On September 9, 1953, Mr Cleaver would become the hero of the hour after Chinese guns crippled his craft and killed seven of the 11 men aboard. But Mr Cleaver managed to bring the boat back to Tai O and was later awarded a medal for his bravery in the Pearl River Incident.

Mr Cleaver died on October 28 at the age of 75 in Britain.

The vessel was equipped with a six-pound gun and a subsequent British inquiry found it had been in international waters. But launch captain lieutenant G. Merriman, a South African, had a reputation for goading the Chinese.

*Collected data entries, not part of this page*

//! Diagnostic tracing for `agt`.
//!
//! - **Tracing (this module)**: developer diagnostics on stderr, filtered by
//!   `AGT_LOG` (or `RUST_LOG`). Not persisted.
//! - **Audit log (`io/audit_log`)**: one JSON record per external command in
//!   `~/.agt/agt.log`. Always written, unaffected by the filter.

use tracing_subscriber::{EnvFilter, fmt, layer::SubscriberExt, util::SubscriberInitExt};

/// Filter variable checked before `RUST_LOG`.
pub const LOG_ENV: &str = "AGT_LOG";

/// Initialize the stderr subscriber. `debug` overrides the environment.
///
/// ```bash
/// AGT_LOG=agt=debug agt pr
/// ```
pub fn init(debug: bool) {
    let filter = if debug {
        EnvFilter::new("debug")
    } else {
        EnvFilter::try_from_env(LOG_ENV)
            .or_else(|_| EnvFilter::try_from_default_env())
            .unwrap_or_else(|_| EnvFilter::new("warn"))
    };

    tracing_subscriber::registry()
        .with(filter)
        .with(fmt::layer().with_writer(std::io::stderr).compact())
        .init();
}
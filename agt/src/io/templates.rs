//! Issue and pull request body templates from `.github/`.
//!
//! Templates are raw Markdown. The only processing is filling `{{ Name }}`
//! placeholders with prompted answers.

use std::fs;
use std::path::{Path, PathBuf};
use std::sync::LazyLock;

use regex::Regex;
use tracing::warn;

use crate::core::error::ClassifiedError;
use crate::io::prompt::Prompter;

/// Data a body template wants the user to see before it is filled in. The
/// workflow fetches and displays it; the template source never calls back.
#[derive(Debug, Clone, Copy, PartialEq, Eq)]
pub enum ContextQuery {
    OpenIssues,
}

#[derive(Debug, Clone, PartialEq, Eq)]
pub struct Template {
    pub name: String,
    pub contents: String,
}

pub trait TemplateSource {
    fn issue_templates(&self) -> Vec<Template>;

    fn pull_request_template(&self) -> Option<Template>;

    /// Asked before [`pull_request_template`](Self::pull_request_template)
    /// is filled in.
    fn pull_request_context(&self) -> Option<ContextQuery>;
}

/// Reads `.github/ISSUE_TEMPLATE/*.md` and `.github/PULL_REQUEST_TEMPLATE.md`
/// under a repository root.
#[derive(Debug, Clone)]
pub struct FileTemplates {
    root: PathBuf,
}

impl FileTemplates {
    pub fn new(root: impl Into<PathBuf>) -> Self {
        Self { root: root.into() }
    }

    fn issue_dir(&self) -> PathBuf {
        self.root.join(".github").join("ISSUE_TEMPLATE")
    }

    fn pull_request_path(&self) -> PathBuf {
        self.root.join(".github").join("PULL_REQUEST_TEMPLATE.md")
    }
}

fn read_template(path: &Path) -> Option<Template> {
    let name = path.file_name()?.to_string_lossy().into_owned();
    match fs::read_to_string(path) {
        Ok(contents) => Some(Template { name, contents }),
        Err(err) => {
            warn!(path = %path.display(), err = %err, "unreadable template skipped");
            None
        }
    }
}

impl TemplateSource for FileTemplates {
    fn issue_templates(&self) -> Vec<Template> {
        let Ok(entries) = fs::read_dir(self.issue_dir()) else {
            return Vec::new();
        };
        let mut paths: Vec<PathBuf> = entries
            .filter_map(Result::ok)
            .map(|entry| entry.path())
            .filter(|path| path.extension().is_some_and(|ext| ext == "md"))
            .collect();
        paths.sort();
        paths.iter().filter_map(|path| read_template(path)).collect()
    }

    fn pull_request_template(&self) -> Option<Template> {
        let path = self.pull_request_path();
        if !path.is_file() {
            return None;
        }
        read_template(&path)
    }

    fn pull_request_context(&self) -> Option<ContextQuery> {
        self.pull_request_path()
            .is_file()
            .then_some(ContextQuery::OpenIssues)
    }
}

static PLACEHOLDER_RE: LazyLock<Regex> =
    LazyLock::new(|| Regex::new(r"\{\{\s*([A-Za-z][A-Za-z0-9_]*)\s*\}\}").unwrap());

/// Placeholder names in first-appearance order, without repeats.
pub fn placeholders(template: &str) -> Vec<String> {
    let mut names: Vec<String> = Vec::new();
    for caps in PLACEHOLDER_RE.captures_iter(template) {
        let name = caps[1].to_string();
        if !names.contains(&name) {
            names.push(name);
        }
    }
    names
}

/// Ask for every placeholder once and substitute the answers.
pub fn fill_placeholders(template: &str, prompter: &dyn Prompter) -> Result<String, ClassifiedError> {
    let mut answers = Vec::new();
    for name in placeholders(template) {
        let value = prompter.input(&name, None)?;
        answers.push((name, value));
    }
    Ok(PLACEHOLDER_RE
        .replace_all(template, |caps: &regex::Captures<'_>| {
            answers
                .iter()
                .find(|(name, _)| name == &caps[1])
                .map(|(_, value)| value.clone())
                .unwrap_or_default()
        })
        .into_owned())
}
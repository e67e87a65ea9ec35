//! In-memory TTL cache for idempotent reads.
//!
//! Lives for one process. Expiry is checked on read, so the background sweep
//! only reclaims memory and is never needed for correctness.

use std::any::Any;
use std::collections::HashMap;
use std::sync::{Arc, Mutex, MutexGuard, PoisonError, Weak};
use std::thread;
use std::time::{Duration, Instant};

use tracing::debug;

/// Sweep interval used by [`TtlCache::with_default_sweeper`].
pub const DEFAULT_SWEEP_INTERVAL: Duration = Duration::from_secs(60 * 60);

/// Cached read kinds. Keys are per kind, not per repository: one process
/// works on one repository.
#[derive(Debug, Clone, Copy, PartialEq, Eq, Hash)]
pub enum ReadKind {
    Labels,
    OpenIssues,
    OpenPullRequests,
    RepoStats,
    Contributors,
}

impl ReadKind {
    pub fn key(self) -> &'static str {
        match self {
            Self::Labels => "labels",
            Self::OpenIssues => "open-issues",
            Self::OpenPullRequests => "open-pull-requests",
            Self::RepoStats => "repo-stats",
            Self::Contributors => "contributors",
        }
    }

    pub fn ttl(self) -> Duration {
        const MINUTE: u64 = 60;
        match self {
            Self::Labels => Duration::from_secs(5 * MINUTE),
            Self::OpenIssues => Duration::from_secs(MINUTE),
            Self::OpenPullRequests => Duration::from_secs(MINUTE),
            Self::RepoStats => Duration::from_secs(5 * MINUTE),
            Self::Contributors => Duration::from_secs(10 * MINUTE),
        }
    }
}

#[derive(Debug, Clone, Copy, PartialEq, Eq, Default)]
pub struct CacheStats {
    pub total: usize,
    pub valid: usize,
    pub expired: usize,
}

struct Entry {
    value: Arc<dyn Any + Send + Sync>,
    /// `None` when the TTL reaches past what `Instant` can represent.
    expires_at: Option<Instant>,
}

impl Entry {
    fn is_fresh(&self, now: Instant) -> bool {
        self.expires_at.is_none_or(|at| now < at)
    }
}

type Store = Mutex<HashMap<String, Entry>>;

#[derive(Default)]
pub struct TtlCache {
    store: Arc<Store>,
}

impl std::fmt::Debug for TtlCache {
    fn fmt(&self, f: &mut std::fmt::Formatter<'_>) -> std::fmt::Result {
        f.debug_struct("TtlCache").field("len", &self.len()).finish()
    }
}

impl TtlCache {
    pub fn new() -> Self {
        Self::default()
    }

    /// A cache with a detached sweeper thread. The thread holds only a weak
    /// reference and exits on its next tick after the cache is dropped.
    pub fn with_sweeper(interval: Duration) -> Self {
        let cache = Self::new();
        let weak = Arc::downgrade(&cache.store);
        let spawned = thread::Builder::new()
            .name("agt-cache-sweeper".to_string())
            .spawn(move || sweep_loop(&weak, interval));
        if let Err(err) = spawned {
            debug!(err = %err, "cache sweeper not started");
        }
        cache
    }

    pub fn with_default_sweeper() -> Self {
        Self::with_sweeper(DEFAULT_SWEEP_INTERVAL)
    }

    fn lock(&self) -> MutexGuard<'_, HashMap<String, Entry>> {
        self.store.lock().unwrap_or_else(PoisonError::into_inner)
    }

    /// Fresh value for `key`, if any. An expired entry is evicted. A stored
    /// value of another type reads as absent.
    pub fn get<T: Clone + 'static>(&self, key: &str) -> Option<T> {
        let mut store = self.lock();
        let now = Instant::now();
        match store.get(key).map(|entry| entry.is_fresh(now)) {
            Some(true) => store
                .get(key)
                .and_then(|entry| entry.value.downcast_ref::<T>().cloned()),
            Some(false) => {
                store.remove(key);
                debug!(key, "cache entry expired");
                None
            }
            None => None,
        }
    }

    pub fn set<T: Send + Sync + 'static>(&self, key: &str, value: T, ttl: Duration) {
        let entry = Entry {
            value: Arc::new(value),
            expires_at: Instant::now().checked_add(ttl),
        };
        self.lock().insert(key.to_string(), entry);
    }

    /// Cached value if fresh; otherwise runs `producer` once and caches its
    /// success. Errors are returned and not cached.
    pub fn get_or_compute<T, E>(
        &self,
        key: &str,
        ttl: Duration,
        producer: impl FnOnce() -> Result<T, E>,
    ) -> Result<T, E>
    where
        T: Clone + Send + Sync + 'static,
    {
        if let Some(hit) = self.get::<T>(key) {
            debug!(key, "cache hit");
            return Ok(hit);
        }
        debug!(key, "cache miss");
        let value = producer()?;
        self.set(key, value.clone(), ttl);
        Ok(value)
    }

    /// Returns whether an entry was removed.
    pub fn invalidate(&self, key: &str) -> bool {
        let removed = self.lock().remove(key).is_some();
        if removed {
            debug!(key, "cache entry invalidated");
        }
        removed
    }

    pub fn clear(&self) {
        self.lock().clear();
    }

    /// Stored entries, expired ones included until they are swept or read.
    pub fn len(&self) -> usize {
        self.lock().len()
    }

    pub fn is_empty(&self) -> bool {
        self.len() == 0
    }

    pub fn stats(&self) -> CacheStats {
        let store = self.lock();
        let now = Instant::now();
        let valid = store.values().filter(|e| e.is_fresh(now)).count();
        CacheStats {
            total: store.len(),
            valid,
            expired: store.len() - valid,
        }
    }

    /// Evicts expired entries; returns how many were removed.
    pub fn sweep(&self) -> usize {
        sweep_store(&self.store)
    }
}

fn sweep_store(store: &Store) -> usize {
    let mut map = store.lock().unwrap_or_else(PoisonError::into_inner);
    let now = Instant::now();
    let before = map.len();
    map.retain(|_, entry| entry.is_fresh(now));
    before - map.len()
}

fn sweep_loop(store: &Weak<Store>, interval: Duration) {
    loop {
        thread::sleep(interval);
        let Some(store) = store.upgrade() else {
            return;
        };
        let removed = sweep_store(&store);
        if removed > 0 {
            debug!(removed, "cache sweep");
        }
    }
}
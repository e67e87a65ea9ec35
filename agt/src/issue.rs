//! `agt issue`: create an issue through `gh issue create`.
//!
//! Also home of the metadata prompts (assignees, labels, milestone) that the
//! pull request workflow asks in the same way.

use std::collections::BTreeSet;

use tracing::{debug, info, instrument};

use crate::context::Context;
use crate::core::error::ClassifiedError;
use crate::core::types::IssueDraft;
use crate::core::validate::validate_not_empty;
use crate::io::templates::fill_placeholders;

const BLANK_TEMPLATE: &str = "Blank issue";

#[derive(Debug, Clone, PartialEq, Eq)]
pub struct IssueOutcome {
    pub url: String,
}

#[instrument(skip_all)]
pub fn create_issue(ctx: &Context<'_>) -> Result<IssueOutcome, ClassifiedError> {
    ctx.ensure_environment()?;

    let title = validate_not_empty(&ctx.prompter.input("Issue title", None)?, "Issue title")?;
    let body = ask_issue_body(ctx)?;
    let assignees = ask_assignees(ctx)?;
    let labels = ask_labels(ctx)?;
    let milestone = ask_optional(ctx, "Milestone (optional)")?;

    let draft = IssueDraft {
        title,
        body,
        assignees,
        labels,
        milestone,
    };
    debug!(?draft, "creating issue");
    let url = ctx.github().create_issue(draft)?;
    info!(url = %url, "issue created");
    ctx.prompter.show(&format!("Created issue: {url}"));
    Ok(IssueOutcome { url })
}

fn ask_issue_body(ctx: &Context<'_>) -> Result<String, ClassifiedError> {
    let templates = if ctx.config.auto_templates {
        ctx.templates.issue_templates()
    } else {
        Vec::new()
    };
    if templates.is_empty() {
        return ctx.prompter.input("Issue body", Some(""));
    }
    let mut choices: Vec<String> = templates.iter().map(|t| t.name.clone()).collect();
    choices.push(BLANK_TEMPLATE.to_string());
    let picked = ctx.prompter.select("Issue template", &choices)?;
    match templates.get(picked) {
        Some(template) => fill_placeholders(&template.contents, ctx.prompter),
        None => ctx.prompter.input("Issue body", Some("")),
    }
}

/// Free text, `None` when left empty.
pub(crate) fn ask_optional(
    ctx: &Context<'_>,
    message: &str,
) -> Result<Option<String>, ClassifiedError> {
    let answer = ctx.prompter.input(message, Some(""))?;
    Ok(Some(answer.trim().to_string()).filter(|a| !a.is_empty()))
}

/// Whatever is typed. With `autoAssign` on, an empty answer means the
/// current user.
pub(crate) fn ask_assignees(ctx: &Context<'_>) -> Result<Option<String>, ClassifiedError> {
    if !ctx.config.auto_assign {
        return ask_optional(ctx, "Assignees (comma separated, optional)");
    }
    if let Some(typed) = ask_optional(ctx, "Assignees (comma separated, empty for yourself)")? {
        return Ok(Some(typed));
    }
    match ctx.github().current_user() {
        Ok(login) if !login.trim().is_empty() => Ok(Some(login.trim().to_string())),
        Ok(_) => Ok(Some("@me".to_string())),
        Err(err) => {
            ctx.note_failure(&err, "current user");
            Ok(Some("@me".to_string()))
        }
    }
}

/// Pick from the repository's labels, `defaultLabels` preselected. An
/// unreadable label list skips the question.
pub(crate) fn ask_labels(ctx: &Context<'_>) -> Result<BTreeSet<String>, ClassifiedError> {
    let available = match ctx.github().labels() {
        Ok(labels) => labels,
        Err(err) => {
            ctx.note_failure(&err, "list labels");
            ctx.prompter
                .show(&format!("Could not load labels, skipping: {}", err.message()));
            return Ok(BTreeSet::new());
        }
    };
    if available.is_empty() {
        return Ok(BTreeSet::new());
    }
    let preselected: Vec<usize> = available
        .iter()
        .enumerate()
        .filter(|(_, name)| ctx.config.default_labels.contains(name))
        .map(|(index, _)| index)
        .collect();
    let picked = ctx
        .prompter
        .multi_select("Labels", &available, &preselected)?;
    Ok(picked
        .into_iter()
        .filter_map(|index| available.get(index).cloned())
        .collect())
}
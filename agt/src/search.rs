//! `agt search`: issues or pull requests matching a query.

use tracing::instrument;

use crate::context::Context;
use crate::core::error::ClassifiedError;
use crate::core::types::SearchHit;
use crate::core::validate::validate_not_empty;
use crate::io::github::SearchFilters;

#[derive(Debug, Clone, Copy, PartialEq, Eq)]
pub enum SearchTarget {
    Issues,
    PullRequests,
}

#[derive(Debug, Clone, PartialEq, Eq)]
pub struct SearchRequest {
    pub query: String,
    pub target: SearchTarget,
    pub filters: SearchFilters,
}

/// Retried on transient failures, never cached.
#[instrument(skip_all, fields(query = %request.query))]
pub fn search(ctx: &Context<'_>, request: &SearchRequest) -> Result<Vec<SearchHit>, ClassifiedError> {
    let query = validate_not_empty(&request.query, "Search query")?;
    ctx.ensure_environment()?;
    let github = ctx.github();
    let hits = match request.target {
        SearchTarget::Issues => github.search_issues(&query, &request.filters)?,
        SearchTarget::PullRequests => github.search_pull_requests(&query, &request.filters)?,
    };
    if hits.is_empty() {
        ctx.prompter.show(&format!("No results for '{query}'."));
    } else {
        let mut text = format!("{} result(s) for '{query}':", hits.len());
        for hit in &hits {
            text.push_str(&format!("\n  {hit}"));
        }
        ctx.prompter.show(&text);
    }
    Ok(hits)
}

#[cfg(test)]
mod tests {
    use std::time::Duration;

    use super::*;
    use crate::core::error::{ErrorKind, InvalidInput};
    use crate::core::retry::RetryPolicy;
    use crate::io::config::AgtConfig;
    use crate::test_support::{ScriptedPrompter, ScriptedRunner, StaticTemplates};

    fn environment() -> ScriptedRunner {
        ScriptedRunner::new()
            .ok(&["git", "rev-parse", "--is-inside-work-tree"], "true")
            .ok(&["gh", "--version"], "gh version 2.40.0")
    }

    #[test]
    fn transient_failure_is_retried_and_results_shown() {
        let runner = environment()
            .fail_once(&["gh", "issue", "list"], ErrorKind::NetworkTimeout, "timed out")
            .ok(
                &["gh", "issue", "list"],
                r#"[{"number":3,"title":"Login bug","state":"OPEN","author":{"login":"bob"},"labels":[]}]"#,
            );
        let prompter = ScriptedPrompter::new();
        let templates = StaticTemplates::none();
        let ctx = Context::new(&runner, &prompter, &templates, AgtConfig::default())
            .with_retry(RetryPolicy::new(3, Duration::ZERO));

        let request = SearchRequest {
            query: "login".to_string(),
            target: SearchTarget::Issues,
            filters: SearchFilters {
                author: Some("bob".to_string()),
                ..SearchFilters::default()
            },
        };
        let hits = search(&ctx, &request).expect("search");
        assert_eq!(hits.len(), 1);
        assert_eq!(runner.count(&["gh", "issue", "list"]), 2);
        assert!(prompter.shown()[0].contains("#3 Login bug (OPEN, @bob)"));

        search(&ctx, &request).expect("search again");
        assert_eq!(runner.count(&["gh", "issue", "list"]), 3);
    }

    #[test]
    fn blank_query_is_rejected_up_front() {
        let runner = ScriptedRunner::new();
        let prompter = ScriptedPrompter::new();
        let templates = StaticTemplates::none();
        let ctx = Context::new(&runner, &prompter, &templates, AgtConfig::default());

        let request = SearchRequest {
            query: "  ".to_string(),
            target: SearchTarget::PullRequests,
            filters: SearchFilters::default(),
        };
        let err = search(&ctx, &request).unwrap_err();
        assert_eq!(err.kind(), ErrorKind::InvalidInput(InvalidInput::EmptyField));
        assert!(runner.calls().is_empty());
    }
}
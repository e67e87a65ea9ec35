//! Input validators. All of these run before any external command is issued.

use std::sync::LazyLock;

use regex::Regex;

use crate::core::error::{ClassifiedError, InvalidInput};
use crate::core::types::LabelDraft;

pub const MAX_BRANCH_NAME_LEN: usize = 255;
pub const DEFAULT_LABEL_COLOR: &str = "FFFFFF";

/// Lower-cases, turns whitespace runs into `-`, drops everything outside
/// `[a-z0-9_-]`, collapses repeated `-` and trims `-` from both ends.
/// Idempotent.
pub fn sanitize_branch_name(name: &str) -> String {
    let mut spaced = String::with_capacity(name.len());
    let mut in_whitespace = false;
    for ch in name.to_lowercase().chars() {
        if ch.is_whitespace() {
            if !in_whitespace {
                spaced.push('-');
            }
            in_whitespace = true;
            continue;
        }
        in_whitespace = false;
        if ch.is_ascii_lowercase() || ch.is_ascii_digit() || ch == '-' || ch == '_' {
            spaced.push(ch);
        }
    }

    let mut out = String::with_capacity(spaced.len());
    for ch in spaced.chars() {
        if ch == '-' && out.ends_with('-') {
            continue;
        }
        out.push(ch);
    }
    out.trim_matches('-').to_string()
}

/// `<type>/<issue>-<sanitized title>`, validated.
pub fn branch_name(
    branch_type: &str,
    issue_number: u64,
    title: &str,
) -> Result<String, ClassifiedError> {
    let slug = sanitize_branch_name(title);
    let name = if slug.is_empty() {
        format!("{branch_type}/{issue_number}")
    } else {
        format!("{branch_type}/{issue_number}-{slug}")
    };
    validate_branch_name(&name)?;
    Ok(name)
}

pub fn validate_branch_name(name: &str) -> Result<(), ClassifiedError> {
    static BRANCH_RE: LazyLock<Regex> =
        LazyLock::new(|| Regex::new(r"^[a-zA-Z0-9_/-]+$").unwrap());

    let invalid = |reason: &str| {
        Err(
            ClassifiedError::invalid_input(InvalidInput::BranchName, reason.to_string())
                .with_context("branch", name),
        )
    };
    if name.is_empty() {
        return invalid("branch name is empty");
    }
    if name.len() > MAX_BRANCH_NAME_LEN {
        return invalid("branch name is longer than 255 characters");
    }
    if !BRANCH_RE.is_match(name) {
        return invalid("branch name contains characters outside [a-zA-Z0-9_/-]");
    }
    if name.starts_with('/') || name.ends_with('/') || name.contains("//") {
        return invalid("branch name has an empty path component");
    }
    if name.starts_with('-') {
        return invalid("branch name cannot start with '-'");
    }
    Ok(())
}

/// Parses a positive integer issue number.
pub fn validate_issue_number(input: &str) -> Result<u64, ClassifiedError> {
    let trimmed = input.trim().trim_start_matches('#');
    match trimmed.parse::<u64>() {
        Ok(n) if n > 0 => Ok(n),
        _ => Err(ClassifiedError::invalid_input(
            InvalidInput::IssueNumber,
            format!("invalid issue number '{input}'"),
        )),
    }
}

/// Returns the trimmed value, or an empty-field error naming `field`.
pub fn validate_not_empty(value: &str, field: &str) -> Result<String, ClassifiedError> {
    let trimmed = value.trim();
    if trimmed.is_empty() {
        return Err(ClassifiedError::invalid_input(
            InvalidInput::EmptyField,
            format!("{field} cannot be empty"),
        )
        .with_context("field", field));
    }
    Ok(trimmed.to_string())
}

/// Empty input defaults to white; otherwise strips one `#`, requires six hex
/// digits and upper-cases.
pub fn normalize_hex_color(input: &str) -> Result<String, ClassifiedError> {
    let trimmed = input.trim();
    if trimmed.is_empty() {
        return Ok(DEFAULT_LABEL_COLOR.to_string());
    }
    let hex = trimmed.strip_prefix('#').unwrap_or(trimmed);
    if hex.len() != 6 || !hex.chars().all(|c| c.is_ascii_hexdigit()) {
        return Err(ClassifiedError::invalid_input(
            InvalidInput::Color,
            format!("invalid color '{input}'"),
        )
        .with_context("color", input));
    }
    Ok(hex.to_ascii_uppercase())
}

pub fn label_draft(
    name: &str,
    color: &str,
    description: &str,
) -> Result<LabelDraft, ClassifiedError> {
    let name = validate_not_empty(name, "Label name")?;
    let color = normalize_hex_color(color)?;
    let description = Some(description.trim().to_string()).filter(|d| !d.is_empty());
    Ok(LabelDraft {
        name,
        color,
        description,
    })
}

/// Splits comma-separated input, dropping blanks.
pub fn parse_csv(input: &str) -> Vec<String> {
    input
        .split(',')
        .map(str::trim)
        .filter(|s| !s.is_empty())
        .map(str::to_string)
        .collect()
}
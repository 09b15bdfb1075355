//! Core domain logic for the Bear Cuts app.
//! This crate is the single source of truth for reminder lifecycle rules.

pub mod config;
pub mod db;
pub mod kv;
pub mod logging;
pub mod model;
pub mod scheduler;
pub mod service;

pub use config::StoreConfig;
pub use kv::{KeyValueStore, KvError, KvResult, MemoryKeyValueStore, SqliteKeyValueStore};
pub use logging::{default_log_level, init_logging, logging_status, LoggingError};
pub use model::reminder::{
    now_epoch_ms, sort_reminders, LeadTime, Reminder, ReminderId, ReminderValidationError,
};
pub use scheduler::{
    InMemoryScheduler, NotificationCommand, NotificationRequest, NotificationScheduler,
    OutboxScheduler, ReminderPayload, ScheduleError,
};
pub use service::appointment_alerts::{AppointmentAlerts, AppointmentAlertsOutcome};
pub use service::reminder_store::{CreateOutcome, ReminderError, ReminderResult, ReminderStore};
pub use service::signals::{NotificationSignal, ReminderDetails};

/// Minimal health-check API for early integration.
pub fn ping() -> &'static str {
    "pong"
}

/// Returns the core crate version.
pub fn core_version() -> &'static str {
    env!("CARGO_PKG_VERSION")
}
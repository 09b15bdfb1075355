//! Connection bootstrap utilities for SQLite.
//!
//! # Responsibility
//! - Open file or in-memory SQLite connections.
//! - Configure pragmas and run migrations before returning a connection.
//!
//! # Invariants
//! - Returned connections have a 5s busy timeout, so concurrent writers from
//!   the FFI and CLI wait instead of failing immediately.
//! - Returned connections have migrations fully applied.

use super::migrations::apply_migrations;
use super::DbResult;
use log::{error, info};
use rusqlite::Connection;
use std::path::Path;
use std::time::{Duration, Instant};

const BUSY_TIMEOUT: Duration = Duration::from_secs(5);

/// Opens a SQLite database file and applies all pending migrations.
///
/// # Side effects
/// - Creates the file when it does not exist yet.
/// - Emits `db_open` logging events with duration and status.
pub fn open_db(path: impl AsRef<Path>) -> DbResult<Connection> {
    open_with("file", || Connection::open(path))
}

/// Opens an in-memory SQLite database and applies all pending migrations.
pub fn open_db_in_memory() -> DbResult<Connection> {
    open_with("memory", Connection::open_in_memory)
}

fn open_with(
    mode: &'static str,
    opener: impl FnOnce() -> rusqlite::Result<Connection>,
) -> DbResult<Connection> {
    let started_at = Instant::now();
    info!("event=db_open module=db status=start mode={mode}");

    let mut conn = opener().map_err(|err| {
        error!(
            "event=db_open module=db status=error mode={} duration_ms={} error_code=db_open_failed error={}",
            mode,
            started_at.elapsed().as_millis(),
            err
        );
        err
    })?;

    if let Err(err) = bootstrap_connection(&mut conn) {
        error!(
            "event=db_open module=db status=error mode={} duration_ms={} error_code=db_bootstrap_failed error={}",
            mode,
            started_at.elapsed().as_millis(),
            err
        );
        return Err(err);
    }

    info!(
        "event=db_open module=db status=ok mode={} duration_ms={}",
        mode,
        started_at.elapsed().as_millis()
    );
    Ok(conn)
}

fn bootstrap_connection(conn: &mut Connection) -> DbResult<()> {
    conn.busy_timeout(BUSY_TIMEOUT)?;
    apply_migrations(conn)?;
    Ok(())
}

The craft headed out past Green Island and west of Lantau into the mouth of the Pearl River. Mr Cleaver recalled at a 50th anniversary and reunion of navy personnel in 2003 in Hong Kong that those aboard had been detailed to take photographs of ships traversing the river, possibly for naval intelligence.

Suddenly the ship came under fire from a Chinese vessel. Merriman disregarded a signal from the ship to stop. The Chinese ship recommenced artillery and machine gun fire. British crewmembers fled to the wheelhouse for protection but Merriman remained on the bridge and signalled that he intended to engage the other vessel. A shell smashed into the bridge, severing Merriman's legs above the knees, smashing his right arm and blowing off his right hand, according to John Fleming, a friend of Mr Cleaver's and a Royal Navy seaman in Hong Kong. Fleming subsequently wrote a book about the tragedy: Hong Kong: The Pearl River Incident, The Untold Story of HMML 1323.

Within minutes six people were dead, including an accountant who was a member of the Royal Hong Kong Defence Force volunteers and a guest aboard. Merriman would die before the craft limped back into Tai O. Five crewmen were injured and a fire was raging in the machine room.

Mr Cleaver took control of the launch. He recalled in 2003 how, coincidentally, two British aircraft were flying overhead and forced the Chinese ship to withdraw. He steered the crippled vessel back to Tai O and was later awarded the British Empire Medal (military division).

The captain of the Chinese ship was court-martialled. China let it be known unofficially that he was executed. Mr Cleaver is survived by his wife, Jean. They had no children.